A growing body of research is reshaping how machines can compute, suggesting that intelligence may emerge not only from silicon chips but also from the physical properties of soft materials. In an article titled “Soft robotics gets an AI cousin in reservoir computing,” published by TechXplore, researchers describe how flexible, deformable systems are being paired with a computational framework known as reservoir computing to create a new class of adaptive, efficient devices.
The work sits at the intersection of soft robotics and unconventional computing. Soft robots, unlike their rigid counterparts, are made from pliable materials that bend, stretch, and respond dynamically to their environment. Traditionally, these physical traits have been treated as engineering challenges to overcome. The research highlighted by TechXplore suggests the opposite: those same properties can be harnessed as computational resources.
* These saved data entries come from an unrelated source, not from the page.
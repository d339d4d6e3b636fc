//! Channel Arbiter (component F): resolves contention for SN channel C
//! between tuned white noise, periodic-noise bass, and normal tone duty.

use crate::config::ConversionConfig;
use crate::freq::{self, FreqClass};
use crate::model::{NoiseFeedback, NoiseRate, SnFrame, Voice, SN_ATTEN_SILENT, SN_TONE_OFF};
use crate::noise;
use crate::volume;

/// Per-voice bass-frame tallies from an optional offline pre-scan, used
/// only to break ties between multiple bass-eligible voices.
#[derive(Debug, Clone, Copy, Default)]
pub struct BassBias {
    /// Count of frames in which each voice (A, B, C) classified `too_low`.
    pub counts: [u32; 3],
}

/// A non-fatal condition observed while arbitrating this frame, surfaced to
/// the caller's running [`crate::convert::ConversionReport`].
#[derive(Debug, Clone, Copy, PartialEq, Eq)]
pub enum ArbiterEvent {
    /// A voice's tone was folded down by one or more octaves to fit the SN.
    OctaveFolded { voice: usize },
    /// A too-low voice could not be serviced this frame (no bass channel
    /// available and software bass disabled) and was silenced instead.
    SilencedUnreachable { voice: usize },
    /// Both percussive noise-tuning and periodic-noise bass wanted channel
    /// C this frame; percussive noise won.
    BassNoiseContention,
}

/// Resolve one frame's worth of voice + noise state into the SN76489's
/// register-level shape, recording any compromises as [`ArbiterEvent`]s.
pub fn arbitrate(
    voices: &[Voice; 3],
    noise_period: u8,
    config: &ConversionConfig,
    bias: &BassBias,
    events: &mut Vec<ArbiterEvent>,
) -> SnFrame {
    let mut frame = SnFrame::default();

    let raw_volumes = [voices[0].raw_volume, voices[1].raw_volume, voices[2].raw_volume];
    let collapsed = noise::collapse(
        voices,
        raw_volumes,
        noise_period,
        config.source_clock_hz,
        config.target_clock_hz,
    );
    frame.atten[3] = collapsed.atten;
    frame.noise_rate = collapsed.rate;
    frame.noise_feedback = if noise_period > 0 {
        NoiseFeedback::White
    } else {
        NoiseFeedback::Periodic
    };

    let any_noise_enabled = (0..3).any(|i| voices[i].noise_on);
    let percussive_noise_active =
        config.tuned_white_noise && any_noise_enabled && noise_period > 1;

    // Classify each voice up front so bass candidates can be compared.
    let classes: [FreqClass; 3] = [
        freq::classify(voices[0].freq_hz, config.target_clock_hz),
        freq::classify(voices[1].freq_hz, config.target_clock_hz),
        freq::classify(voices[2].freq_hz, config.target_clock_hz),
    ];

    let mut channel_c_claimed_by_noise = false;
    let wanted_bass_voice = select_bass_voice(voices, &classes, config, bias);

    if percussive_noise_active {
        // Channel C's tone divider now drives the noise pitch directly.
        if let Some(n) = freq::periodic_noise_period(
            noise_source_freq(config.source_clock_hz, noise_period),
            config.target_clock_hz,
            config.lfsr_tap,
        ) {
            frame.tone[2] = n;
        } else {
            frame.tone[2] = SN_TONE_OFF;
        }
        frame.atten[2] = SN_ATTEN_SILENT;
        frame.noise_rate = NoiseRate::ToneC;
        channel_c_claimed_by_noise = true;

        if wanted_bass_voice.is_some() {
            events.push(ArbiterEvent::BassNoiseContention);
        }
    }

    let bass_candidate = if !channel_c_claimed_by_noise {
        wanted_bass_voice
    } else {
        None
    };

    if let Some(bass_voice) = bass_candidate {
        let freq_hz = voices[bass_voice].freq_hz;
        if let Some(n) =
            freq::periodic_noise_period(freq_hz, config.target_clock_hz, config.lfsr_tap)
        {
            frame.tone[2] = n;
            frame.atten[2] = SN_ATTEN_SILENT;
            frame.atten[3] = volume::map_linear(voices[bass_voice].raw_volume);
            frame.noise_rate = NoiseRate::ToneC;
        }
    }

    // Normal tone assignment: identity mapping A->0, B->1, C->2, except
    // where channel C has already been claimed above.
    for i in 0..3 {
        if i == 2 && (channel_c_claimed_by_noise || bass_candidate.is_some()) {
            if i != bass_candidate.unwrap_or(usize::MAX)
                && matches!(classes[2], FreqClass::TooLow)
                && !voices[2].is_silent()
            {
                events.push(ArbiterEvent::SilencedUnreachable { voice: 2 });
            }
            continue;
        }
        assign_tone_channel(i, i, voices, &classes, config, &mut frame, events);
    }

    apply_channel_filter(config, &mut frame);
    frame
}

fn noise_source_freq(source_clock_hz: u32, noise_period: u8) -> f64 {
    source_clock_hz as f64 / (16.0 * noise_period.max(1) as f64)
}

/// A too-low voice is only a periodic-noise-bass *candidate* if software
/// bass won't already claim it directly: per 4.3's classification
/// contract, `software_bass`-representable voices are handled entirely by
/// the Software-Bass Encoder and never contend for the noise channel.
fn select_bass_voice(
    voices: &[Voice; 3],
    classes: &[FreqClass; 3],
    config: &ConversionConfig,
    bias: &BassBias,
) -> Option<usize> {
    let mut candidates: Vec<usize> = (0..3)
        .filter(|&i| matches!(classes[i], FreqClass::TooLow) && !voices[i].is_silent())
        .filter(|&i| {
            !(config.software_bass
                && software_bass_period(voices[i].freq_hz, config.source_clock_hz).is_some())
        })
        .collect();
    if candidates.is_empty() {
        return None;
    }
    // Lowest frequency wins; ties broken by higher pre-scan bass count,
    // then by voice index.
    candidates.sort_by(|&a, &b| {
        voices[a]
            .freq_hz
            .partial_cmp(&voices[b].freq_hz)
            .unwrap()
            .then(bias.counts[b].cmp(&bias.counts[a]))
            .then(a.cmp(&b))
    });
    Some(candidates[0])
}

#[allow(clippy::too_many_arguments)]
fn assign_tone_channel(
    voice_idx: usize,
    channel: usize,
    voices: &[Voice; 3],
    classes: &[FreqClass; 3],
    config: &ConversionConfig,
    frame: &mut SnFrame,
    events: &mut Vec<ArbiterEvent>,
) {
    let voice = voices[voice_idx];
    if voice.is_silent() || !voice.tone_on {
        frame.tone[channel] = SN_TONE_OFF;
        frame.atten[channel] = SN_ATTEN_SILENT;
        return;
    }

    let atten = if config.force_attenuation_mapping {
        volume::map_forced_db(voice.raw_volume)
    } else {
        volume::map_linear(voice.raw_volume)
    };

    match classes[voice_idx] {
        FreqClass::InRange(n) => {
            frame.tone[channel] = n;
            frame.atten[channel] = atten;
        }
        FreqClass::TooHigh => {
            let n = freq::fold_down_to_range(voice.freq_hz, config.target_clock_hz);
            frame.tone[channel] = n;
            frame.atten[channel] = atten;
            events.push(ArbiterEvent::OctaveFolded { voice: voice_idx });
        }
        FreqClass::TooLow => {
            if config.software_bass {
                if let Some(n) = software_bass_period(voice.freq_hz, config.source_clock_hz) {
                    frame.tone[channel] = n;
                    frame.atten[channel] = atten;
                    frame.bass_flags[channel] = true;
                    return;
                }
            }
            frame.tone[channel] = SN_TONE_OFF;
            frame.atten[channel] = SN_ATTEN_SILENT;
            events.push(ArbiterEvent::SilencedUnreachable { voice: voice_idx });
        }
    }
}

/// Recover the original 12-bit YM tone period from `freq_hz` and right-shift
/// it by 2 to fit the SN's 10 data bits; bit 6 of the data-high byte flags
/// the result as software bass to the packetizer. Always representable
/// (12 bits shifted by 2 fits in 10), so this only fails for a degenerate
/// (non-positive) frequency.
fn software_bass_period(freq_hz: f64, source_clock_hz: u32) -> Option<u16> {
    if freq_hz <= 0.0 {
        return None;
    }
    let original_period = freq::round_half_to_even(source_clock_hz as f64 / (16.0 * freq_hz));
    let shifted = original_period >> 2;
    if shifted >= 1 && shifted <= 0x3FF {
        Some(shifted as u16)
    } else {
        None
    }
}

fn apply_channel_filter(config: &ConversionConfig, frame: &mut SnFrame) {
    let filter = config.channel_filter;
    if !filter.tone_a {
        frame.tone[0] = SN_TONE_OFF;
        frame.atten[0] = SN_ATTEN_SILENT;
    }
    if !filter.tone_b {
        frame.tone[1] = SN_TONE_OFF;
        frame.atten[1] = SN_ATTEN_SILENT;
    }
    if !filter.tone_c {
        frame.tone[2] = SN_TONE_OFF;
        frame.atten[2] = SN_ATTEN_SILENT;
    }
    if !filter.noise {
        frame.atten[3] = SN_ATTEN_SILENT;
    }
}

#[cfg(test)]
mod tests {
    use super::*;
    use crate::config::ConversionConfig;

    fn voice(freq_hz: f64, volume: u8, tone_on: bool, noise_on: bool) -> Voice {
        Voice {
            freq_hz,
            raw_volume: volume,
            env_selected: false,
            tone_on,
            noise_on,
        }
    }

    #[test]
    fn channel_filter_mutes_excluded_channel() {
        let mut config = ConversionConfig::default();
        config.channel_filter.tone_b = false;
        let voices = [
            voice(440.0, 15, true, false),
            voice(440.0, 15, true, false),
            voice(0.0, 0, false, false),
        ];
        let mut events = Vec::new();
        let frame = arbitrate(&voices, 0, &config, &BassBias::default(), &mut events);
        assert_eq!(frame.atten[1], SN_ATTEN_SILENT);
    }

    #[test]
    fn identity_mapping_when_nothing_contends_for_c() {
        let config = ConversionConfig::default();
        let voices = [
            voice(440.0, 15, true, false),
            voice(220.0, 10, true, false),
            voice(110.0, 8, true, false),
        ];
        let mut events = Vec::new();
        let frame = arbitrate(&voices, 0, &config, &BassBias::default(), &mut events);
        assert_ne!(frame.tone[0], SN_TONE_OFF);
        assert_ne!(frame.tone[1], SN_TONE_OFF);
        assert_ne!(frame.tone[2], SN_TONE_OFF);
    }

    #[test]
    fn too_low_voice_claims_channel_c_for_bass() {
        let config = ConversionConfig::default();
        // ~30 Hz is below the SN's minimum tone frequency at 4 MHz.
        let voices = [
            voice(0.0, 0, false, false),
            voice(0.0, 0, false, false),
            voice(30.0, 10, true, false),
        ];
        let mut events = Vec::new();
        let frame = arbitrate(&voices, 0, &config, &BassBias::default(), &mut events);
        // Channel C tone register now carries the periodic-noise period,
        // and the noise channel carries the bass voice's volume.
        assert_ne!(frame.atten[3], SN_ATTEN_SILENT);
    }

    #[test]
    fn percussive_noise_wins_contention_over_bass() {
        let mut config = ConversionConfig::default();
        config.tuned_white_noise = true;
        let voices = [
            voice(0.0, 0, false, true),
            voice(0.0, 0, false, false),
            voice(30.0, 10, true, false),
        ];
        let mut events = Vec::new();
        let _frame = arbitrate(&voices, 16, &config, &BassBias::default(), &mut events);
        assert!(events.contains(&ArbiterEvent::BassNoiseContention));
    }

    #[test]
    fn unreachable_low_tone_without_software_bass_is_silenced() {
        let config = ConversionConfig::default();
        // Two low voices: only one can claim the bass channel, the other
        // must be silenced since software bass is off.
        let voices = [
            voice(25.0, 10, true, false),
            voice(0.0, 0, false, false),
            voice(30.0, 10, true, false),
        ];
        let mut events = Vec::new();
        let _frame = arbitrate(&voices, 0, &config, &BassBias::default(), &mut events);
        assert!(events
            .iter()
            .any(|e| matches!(e, ArbiterEvent::SilencedUnreachable { voice: 0 })));
    }

    #[test]
    fn software_bass_keeps_its_own_channel_instead_of_claiming_noise() {
        let mut config = ConversionConfig::default();
        config.software_bass = true;
        // ~30.5 Hz, reachable from a real 12-bit YM period (0xFFF) at the
        // default 2 MHz source clock.
        let voices = [
            voice(0.0, 0, false, false),
            voice(0.0, 0, false, false),
            voice(30.525, 10, true, false),
        ];
        let mut events = Vec::new();
        let frame = arbitrate(&voices, 0, &config, &BassBias::default(), &mut events);
        assert!(frame.bass_flags[2]);
        assert_ne!(frame.atten[2], SN_ATTEN_SILENT);
        assert_eq!(frame.atten[3], SN_ATTEN_SILENT);
    }
}
// Run configuration (projeval.toml).
//
// Every field has a default so the evaluator runs with no config file at
// all; a TOML file overrides only the keys it names.

use serde::Deserialize;
use std::path::{Path, PathBuf};
use thiserror::Error;

/// Default config file name, looked up in the working directory.
pub const DEFAULT_CONFIG_PATH: &str = "projeval.toml";

#[derive(Debug, Error)]
pub enum ConfigError {
    #[error("config file not found: {path}")]
    FileNotFound { path: PathBuf },

    #[error("failed to parse config file {path}: {source}")]
    ParseError {
        path: PathBuf,
        source: toml::de::Error,
    },

    #[error("validation error for field `{field}`: {message}")]
    ValidationError { field: String, message: String },
}

#[derive(Debug, Clone, Deserialize)]
#[serde(default)]
pub struct EvalConfig {
    /// Seasons to evaluate, in emission order.
    pub years: Vec<i32>,
    /// Projection systems, in emission order. File names are derived from
    /// the lowercased system name.
    pub systems: Vec<String>,
    pub stats_dir: PathBuf,
    pub projections_dir: PathBuf,
    pub output_dir: PathBuf,
    pub woba_constants: PathBuf,
    /// Playing time (PA/BF) assumed for players a system did not project.
    pub playing_time_fallback: f64,
    /// Players per exported chunk file.
    pub chunk_size: usize,
    /// Largest-miss entries retained per statistic.
    pub n_misses: usize,
}

impl Default for EvalConfig {
    fn default() -> Self {
        EvalConfig {
            years: (2010..=2024).collect(),
            systems: vec![
                "Marcel".to_string(),
                "Steamer".to_string(),
                "ZiPS".to_string(),
                "Razzball".to_string(),
                "Davenport".to_string(),
            ],
            stats_dir: PathBuf::from("stats"),
            projections_dir: PathBuf::from("projections"),
            output_dir: PathBuf::from("src/_data"),
            woba_constants: PathBuf::from("stats/woba.csv"),
            playing_time_fallback: 250.0,
            chunk_size: 100,
            n_misses: 10,
        }
    }
}

/// Load the config. An explicit path must exist; the default path is
/// optional and falls back to built-in defaults when absent.
pub fn load_config(path: Option<&Path>) -> Result<EvalConfig, ConfigError> {
    let config = match path {
        Some(p) => {
            let text = std::fs::read_to_string(p).map_err(|_| ConfigError::FileNotFound {
                path: p.to_path_buf(),
            })?;
            parse(&text, p)?
        }
        None => {
            let p = Path::new(DEFAULT_CONFIG_PATH);
            match std::fs::read_to_string(p) {
                Ok(text) => parse(&text, p)?,
                Err(_) => EvalConfig::default(),
            }
        }
    };
    validate(&config)?;
    Ok(config)
}

fn parse(text: &str, path: &Path) -> Result<EvalConfig, ConfigError> {
    toml::from_str(text).map_err(|e| ConfigError::ParseError {
        path: path.to_path_buf(),
        source: e,
    })
}

fn validate(config: &EvalConfig) -> Result<(), ConfigError> {
    if config.years.is_empty() {
        return Err(ConfigError::ValidationError {
            field: "years".into(),
            message: "at least one year is required".into(),
        });
    }
    if config.systems.is_empty() {
        return Err(ConfigError::ValidationError {
            field: "systems".into(),
            message: "at least one projection system is required".into(),
        });
    }
    if config.chunk_size == 0 {
        return Err(ConfigError::ValidationError {
            field: "chunk_size".into(),
            message: "chunk_size must be positive".into(),
        });
    }
    if config.n_misses == 0 {
        return Err(ConfigError::ValidationError {
            field: "n_misses".into(),
            message: "n_misses must be positive".into(),
        });
    }
    if !config.playing_time_fallback.is_finite() || config.playing_time_fallback <= 0.0 {
        return Err(ConfigError::ValidationError {
            field: "playing_time_fallback".into(),
            message: "playing_time_fallback must be a positive number".into(),
        });
    }
    Ok(())
}

#[cfg(test)]
mod tests {
    use super::*;

    #[test]
    fn defaults_cover_the_standard_run() {
        let c = EvalConfig::default();
        assert_eq!(c.years.first(), Some(&2010));
        assert_eq!(c.years.last(), Some(&2024));
        assert_eq!(c.systems.len(), 5);
        assert_eq!(c.chunk_size, 100);
        assert_eq!(c.n_misses, 10);
        assert!((c.playing_time_fallback - 250.0).abs() < f64::EPSILON);
        assert!(validate(&c).is_ok());
    }

    #[test]
    fn partial_toml_overrides_only_named_keys() {
        let text = "\
years = [2022, 2023]
systems = [\"Steamer\"]
playing_time_fallback = 1.0";
        let c: EvalConfig = toml::from_str(text).unwrap();
        assert_eq!(c.years, vec![2022, 2023]);
        assert_eq!(c.systems, vec!["Steamer".to_string()]);
        assert!((c.playing_time_fallback - 1.0).abs() < f64::EPSILON);
        // Unnamed keys keep their defaults.
        assert_eq!(c.chunk_size, 100);
        assert_eq!(c.stats_dir, PathBuf::from("stats"));
    }

    #[test]
    fn empty_years_rejected() {
        let c = EvalConfig {
            years: vec![],
            ..EvalConfig::default()
        };
        assert!(matches!(
            validate(&c),
            Err(ConfigError::ValidationError { field, .. }) if field == "years"
        ));
    }

    #[test]
    fn zero_chunk_size_rejected() {
        let c = EvalConfig {
            chunk_size: 0,
            ..EvalConfig::default()
        };
        assert!(validate(&c).is_err());
    }

    #[test]
    fn explicit_missing_path_is_an_error() {
        let err = load_config(Some(Path::new("/nonexistent/projeval.toml"))).unwrap_err();
        assert!(matches!(err, ConfigError::FileNotFound { .. }));
    }
}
Reservoir computing, the framework at the center of the study, is a machine learning approach that relies on a dynamic system—the “reservoir”—to process input signals. Instead of explicitly programming every step of a computation, engineers feed data into a complex, responsive system and train only a simple readout layer to interpret its evolving state. This significantly reduces the computational cost compared to conventional neural networks.
What makes the approach particularly promising in soft robotics is that the robot’s body itself can function as the reservoir. When forces, motion, or environmental inputs act on a soft structure, its natural dynamics produce rich, time-dependent responses. These responses can encode information in ways that resemble computational processing, effectively turning the robot’s material into part of its “brain.”
According to the TechXplore report, experiments have demonstrated that soft systems can perform tasks such as pattern recognition, signal prediction, and control functions by leveraging their intrinsic physical behavior. Instead of relying solely on digital processors, the computation is distributed across the body of the device. This not only reduces power requirements but also enables more seamless interaction with unpredictable environments.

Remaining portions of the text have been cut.